Data can be divided into three main categories:

* __Unstructured__: This is often the rawest form of data.
* __Structured__: Data organized in a specific format, like tables.
* __Semi-structured__: Data that has some organizational properties but isn't fully structured like a table.

It's worth noting that in the data processing pipeline, the initial source of data is frequently unstructured.

### Unstructured Data

Unstructured data is information that doesn't fit neatly into a predefined organizational system or schema. It's one of the most common types of data we encounter and includes things like:

* Images
* Videos
* Audio recordings
* Natural language text (like emails, documents, and social media posts)

The reason it's called unstructured is that the information within these formats isn't arranged according to a fixed structure; instead, it's more or less randomly distributed.

#### Example: Unstructured PSU Data

The code cell below will open a file containing information about Portland State University:

In [None]:
## Example
text = "../data/psu.txt"

try:
    file = open(text, "r")
    content = file.read()
    print(content)
    file.close()
except FileNotFoundError:
    print(f"Error: The file '{text}' was not found.")
except Exception as e:
    print(f"An error occurred: {e}")

### Structured Data

Structured data has a clear, predefined format that dictates how the data is organized.

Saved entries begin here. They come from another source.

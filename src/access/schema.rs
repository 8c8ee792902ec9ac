use crate::access::value::ColumnType;
use std::fmt;

#[derive(Debug, Clone, PartialEq, Eq)]
pub struct Column {
    pub name: String,
    pub column_type: ColumnType,
}

impl Column {
    pub fn new(name: impl Into<String>, column_type: impl Into<ColumnType>) -> Self {
        Self {
            name: name.into(),
            column_type: column_type.into(),
        }
    }
}

/// Ordered column layout of a table. Immutable once built.
#[derive(Debug, Clone, PartialEq, Eq)]
pub struct TableSchema {
    name: String,
    columns: Vec<Column>,
}

impl TableSchema {
    /// Build a schema. A repeated column name replaces the earlier column's
    /// type but keeps its position.
    pub fn new(name: impl Into<String>, columns: impl IntoIterator<Item = Column>) -> Self {
        let mut ordered: Vec<Column> = Vec::new();
        for column in columns {
            match ordered.iter_mut().find(|c| c.name == column.name) {
                Some(existing) => existing.column_type = column.column_type,
                None => ordered.push(column),
            }
        }

        Self {
            name: name.into(),
            columns: ordered,
        }
    }

    pub fn name(&self) -> &str {
        &self.name
    }

    pub fn columns(&self) -> &[Column] {
        &self.columns
    }

    pub fn column(&self, name: &str) -> Option<&Column> {
        self.columns.iter().find(|c| c.name == name)
    }

    pub fn len(&self) -> usize {
        self.columns.len()
    }

    pub fn is_empty(&self) -> bool {
        self.columns.is_empty()
    }
}

impl fmt::Display for TableSchema {
    fn fmt(&self, f: &mut fmt::Formatter<'_>) -> fmt::Result {
        write!(f, "{}(", self.name)?;
        for (i, column) in self.columns.iter().enumerate() {
            if i > 0 {
                f.write_str(", ")?;
            }
            write!(f, "{} {}", column.name, column.column_type)?;
        }
        f.write_str(")")
    }
}
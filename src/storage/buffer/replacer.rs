use crate::storage::page::PageId;
use std::fmt::Debug;

/// Eviction policy for the page cache.
pub trait Replacer: Send + Sync + Debug {
    /// Select a page to evict and stop tracking it. Returns None if no page is tracked.
    fn evict(&mut self) -> Option<PageId>;

    /// Record that a page was just read or inserted.
    fn record_access(&mut self, page_id: PageId);

    /// Stop tracking a page without evicting it.
    fn remove(&mut self, page_id: PageId);

    /// Get the number of tracked pages.
    fn size(&self) -> usize;
}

Think of it like information neatly arranged in a specific layout. This type of data is typically stored in:

* Databases
* CSV (Comma Separated Values) files
* Other organized repositories

There are two basic types of structured data:

* __Numerical__: This data expresses information in number form, allowing for mathematical operations (like addition, subtraction, averages, etc.).
* __Categorical__: This data can be sorted into categories based on similar characteristics.
    * For example, cars can be categorized by their make (Toyota, Mazda, Honda) or model (Camry, RX7, Civic).

It's interesting to note that some data might look numerical but is actually categorical. Think of zip codes or phone numbers. While they are made up of numbers, we usually don't perform mathematical calculations on them (like finding the average zip code). Instead, they serve as labels or identifiers.

#### Example: Structured PSU Data

The code cell below will open a structured file containing PSU data:

In [None]:
## Example
# Import Data
file = "../data/psu.csv"
df = pd.read_csv(file)

# Show the Data
df.head()

### Semi-Structured Data

Alright, let's move on to semi-structured data. This type of data doesn't adhere to a rigid formatting requirement like structured data. However, it does have some organizational properties that make it easier to work with than completely unstructured data.

Think of semi-structured data as having some hints of structure, like self-describing tags or other markers that help identify different pieces of information.

The most common semi-structured data formats you'll encounter are:

* __XML__ (Extensible Markup Language)
* __JSON__ (JavaScript Object Notation)

#### Example: JSON File

The code cell below will load a JSON file containing data on several institutions.

In [None]:
## Example
file = "../data/college_data.json"
college_df = pd.read_json(file)

college_df.head()

### Time Series Data

Now, let's discuss time series data. This is essentially a collection of data points that are recorded or listed in a specific time order.

You'll often encounter time series data in areas like financial datasets, where each piece of information (like a stock price) is associated with a particular point in time.

__Note:__

Time series data can be either structured or semi-structured. 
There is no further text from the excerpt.